Gli Stati Uniti stanno pensando di imporre nuove restrizioni all’esportazione di apparechiature per la produzione di semiconduttori. Il divieto comprenderebbe sia gli impianti e gli strumenti fisici che i relativi software per la progettazione e la produzione, i laser, i sensori e le altre tecnologie utilizzate per la produzione di memorie e processori. L’amministrazione Trump vorrebbe infatti prevenire il rischio che questo tipo di apparecchiature possano cadere nelle mani di Paesi avversari degli Stati Uniti, la Cina in testa.
Con un post sul sito web del Dipartimento per il commercio americano inoltre l’amministrazione spiega che sta cercando la collaborazione del settore industriale e della pubblica opinione americana per definire le “nuove tecnologie“ e per capire se nel processo di export “ci siano delle specifiche tecnologie di base che richiedano controlli più restrittivi”.
Il giro di vite sull’export delle tecnologie da parte dell’amministrazione Trump non è il primo.
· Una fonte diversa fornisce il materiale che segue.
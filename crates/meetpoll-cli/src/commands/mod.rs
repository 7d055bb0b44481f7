pub mod config;
pub mod meeting;
pub mod poll;
pub mod suggest;
pub mod sweep;
//! Core error types for meetpoll-core.
//!
//! This module defines the error hierarchy using thiserror. Each request-facing
//! failure kind (validation, authorization, state, not-found, external) has its
//! own enum so callers can map them to a response without string matching.

use std::path::PathBuf;
use std::time::Duration;

use chrono::{DateTime, Utc};
use thiserror::Error;

/// Core error type for meetpoll-core.
#[derive(Error, Debug)]
pub enum CoreError {
    /// Malformed input
    #[error("Validation error: {0}")]
    Validation(#[from] ValidationError),

    /// Credential or permission failures
    #[error("Authorization error: {0}")]
    Authorization(#[from] AuthError),

    /// Operation not allowed in the poll's current state
    #[error("State error: {0}")]
    State(#[from] StateError),

    /// Unknown poll, option or meeting
    #[error("Not found: {0}")]
    NotFound(#[from] NotFoundError),

    /// Collaborator failures (meeting store, notifier, calendar provider)
    #[error("External failure in '{service}': {message}")]
    External {
        service: String,
        message: String,
        #[source]
        source: Option<Box<dyn std::error::Error + Send + Sync>>,
    },

    /// Database-related errors
    #[error("Database error: {0}")]
    Database(#[from] DatabaseError),

    /// Configuration-related errors
    #[error("Configuration error: {0}")]
    Config(#[from] ConfigError),

    /// IO errors
    #[error("IO error: {0}")]
    Io(#[from] std::io::Error),

    /// Serialization/deserialization errors
    #[error("JSON error: {0}")]
    Json(#[from] serde_json::Error),
}

impl CoreError {
    /// Build an [`CoreError::External`] without an underlying source.
    pub fn external(service: impl Into<String>, message: impl Into<String>) -> Self {
        CoreError::External {
            service: service.into(),
            message: message.into(),
            source: None,
        }
    }
}

/// Validation errors.
#[derive(Error, Debug, Clone, PartialEq, Eq)]
pub enum ValidationError {
    /// Invalid time range
    #[error("Invalid time range: end ({end}) must be greater than start ({start})")]
    InvalidTimeRange {
        start: DateTime<Utc>,
        end: DateTime<Utc>,
    },

    /// Empty collection
    #[error("Empty collection: {0}")]
    EmptyCollection(String),

    /// A quantity that must be strictly positive was not
    #[error("'{field}' must be greater than zero (got {value})")]
    NonPositive { field: String, value: i64 },

    /// Unknown IANA time zone name
    #[error("Unknown time zone: {0}")]
    InvalidTimezone(String),

    /// Invalid value
    #[error("Invalid value for '{field}': {message}")]
    InvalidValue { field: String, message: String },
}

/// Authorization errors for vote/view access and organizer-only operations.
#[derive(Error, Debug, Clone, PartialEq, Eq)]
pub enum AuthError {
    /// Token could not be decoded
    #[error("Malformed token")]
    MalformedToken,

    /// HMAC did not verify
    #[error("Token signature verification failed")]
    InvalidSignature,

    /// Token past its expiry
    #[error("Token expired at {0}")]
    TokenExpired(DateTime<Utc>),

    /// Token was issued for a different poll
    #[error("Token was issued for poll '{token_poll}', not '{poll}'")]
    PollMismatch { token_poll: String, poll: String },

    /// Two presented identities disagree
    #[error("Identity mismatch: token is for '{token}', caller is '{caller}'")]
    IdentityMismatch { token: String, caller: String },

    /// Identity is not among the poll's invited participants
    #[error("'{0}' is not invited to this poll")]
    NotInvited(String),

    /// No usable credential was presented
    #[error("No credentials presented")]
    MissingCredentials,

    /// Operation is reserved for the organizer
    #[error("Only the organizer may {0}")]
    OrganizerOnly(String),
}

/// Errors for operations that conflict with the poll lifecycle.
#[derive(Error, Debug, Clone, PartialEq, Eq)]
pub enum StateError {
    /// Poll has already been finalized
    #[error("Poll '{0}' is closed")]
    PollClosed(String),

    /// Poll deadline has passed
    #[error("Poll '{poll_id}' deadline passed at {deadline}")]
    DeadlinePassed {
        poll_id: String,
        deadline: DateTime<Utc>,
    },
}

/// Lookup failures.
#[derive(Error, Debug, Clone, PartialEq, Eq)]
pub enum NotFoundError {
    #[error("poll '{0}'")]
    Poll(String),

    #[error("option '{option_id}' in poll '{poll_id}'")]
    Option { poll_id: String, option_id: String },

    #[error("meeting '{0}'")]
    Meeting(String),
}

/// Per-participant calendar lookup failure.
///
/// Never escalated to a request error: the collector records it as the
/// participant's missing reason.
#[derive(Error, Debug, Clone, PartialEq, Eq)]
pub enum CalendarError {
    /// Participant has no calendar connection
    #[error("calendar not connected")]
    NotConnected,

    /// Provider returned an error
    #[error("calendar provider error: {0}")]
    Provider(String),

    /// Lookup exceeded the per-participant timeout
    #[error("calendar lookup timed out after {}s", .0.as_secs())]
    Timeout(Duration),
}

impl From<reqwest::Error> for CalendarError {
    fn from(err: reqwest::Error) -> Self {
        CalendarError::Provider(err.to_string())
    }
}

/// Database-specific errors.
#[derive(Error, Debug)]
pub enum DatabaseError {
    /// Failed to open database connection
    #[error("Failed to open database at {path}: {source}")]
    OpenFailed {
        path: PathBuf,
        #[source]
        source: rusqlite::Error,
    },

    /// Query execution failed
    #[error("Query failed: {0}")]
    QueryFailed(String),

    /// Migration failed
    #[error("Database migration failed: {0}")]
    MigrationFailed(String),

    /// Database is locked
    #[error("Database is locked")]
    Locked,

    /// Stored row could not be decoded
    #[error("Corrupt record: {0}")]
    Corrupt(String),

    /// Compare-and-set on the poll version lost a race
    #[error("Poll '{poll_id}' was modified concurrently (expected version {expected})")]
    VersionConflict { poll_id: String, expected: u64 },

    /// Blocking task panicked or was cancelled
    #[error("Storage task failed: {0}")]
    TaskFailed(String),
}

/// Configuration-specific errors.
#[derive(Error, Debug)]
pub enum ConfigError {
    /// Failed to load configuration
    #[error("Failed to load configuration from {path}: {message}")]
    LoadFailed { path: PathBuf, message: String },

    /// Failed to save configuration
    #[error("Failed to save configuration to {path}: {message}")]
    SaveFailed { path: PathBuf, message: String },

    /// Invalid configuration value
    #[error("Invalid configuration value for '{key}': {message}")]
    InvalidValue { key: String, message: String },

    /// Missing required configuration key
    #[error("Missing required configuration key: {0}")]
    MissingKey(String),
}

impl From<rusqlite::Error> for DatabaseError {
    fn from(err: rusqlite::Error) -> Self {
        match &err {
            rusqlite::Error::SqliteFailure(code, _msg) => {
                if code.code == rusqlite::ErrorCode::DatabaseLocked {
                    DatabaseError::Locked
                } else {
                    DatabaseError::QueryFailed(err.to_string())
                }
            }
            _ => DatabaseError::QueryFailed(err.to_string()),
        }
    }
}

impl From<tokio::task::JoinError> for DatabaseError {
    fn from(err: tokio::task::JoinError) -> Self {
        DatabaseError::TaskFailed(err.to_string())
    }
}

/// Result type alias for CoreError
pub type Result<T, E = CoreError> = std::result::Result<T, E>;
In passato la Casa Bianca ha vietato l’esportazione di una serie di tecnologie alle aziende cinesi, soprattutto nel settore delle telecomunicazioni, coinvolgendo colossi cinesi del settore come Huawei, per motivi di “sicurezza nazionale”. Anche in questo caso l’amministrazione Trump ritiene che questo tipo di tecnologie potrebbe essere usato a scopi militari da potenze avversarie come “Cina, Russa o Venezuela”.
L’anno scorso l’amministrazione Trump ha finalizzato una serie di nuove regole per restringere i limiti alle esportazioni di prodotti come i computer quantistici e le tecnologie per la stampa 3D. Adesso, il governo americano ha aperto una finestra per commenti e osservazioni da parte del pubblico, che è prevista dalla legge e che si chiude 60 giorni dopo la pubblicazione sul Registro federale (che avverrà in queste ore). È probabile che interverranno soprattutto i rappresentanti di settori industriali che cercano di proteggere i propri vantaggi tecnologici nei confronti dei Paesi stranieri, a partire dalla Cina.
Quest’ultima, infatti vuole fabbricare in casa il 70% dei semiconduttori per il mercato interno entro il 2025. Il governo di Pechino, tramite il Consiglio di Stato, ha varato una serie di incentivi fiscali per le aziende di semiconduttori nazionali. Per esempio, quelle in attività da più di 15 anni e che producono i chip a 28 nanometri o anche più avanzati saranno esentate dall’imposta sulle entrate per un periodo fino a 10 anni.
Ulteriori sgravi sono previsti per le imprese che lavorano nell’ambito della progettazione e del software per i chip, in diretta concorrenza con i player di Europa e Usa che dominano il settore. Le misure annunciate rientrano nel più ampio piano industriale “Made in China 2025”, con cui la Cina mira a produrre da sola, entro fine 2020, il 40% dei semiconduttori che usa, per arrivare al 70% nel 2025.
“Da anni – ha detto Paul Triolo, responsabile della geo-technology practice di Eurasia Group – la Cina investe denaro nell’industria dei chip con finanziamenti e stimoli dal successo, finora, solo incrementale. Il settore è fortemente globalizzato, competitivo e market-driven e serve molto più che il cash per concorrere. Le nuove misure aiuteranno in alcuni ambiti, ma nel breve termine avranno solo un impatto marginale sulla capacità delle aziende cinesi dei chip di diventare più competitive sul mercato globale”.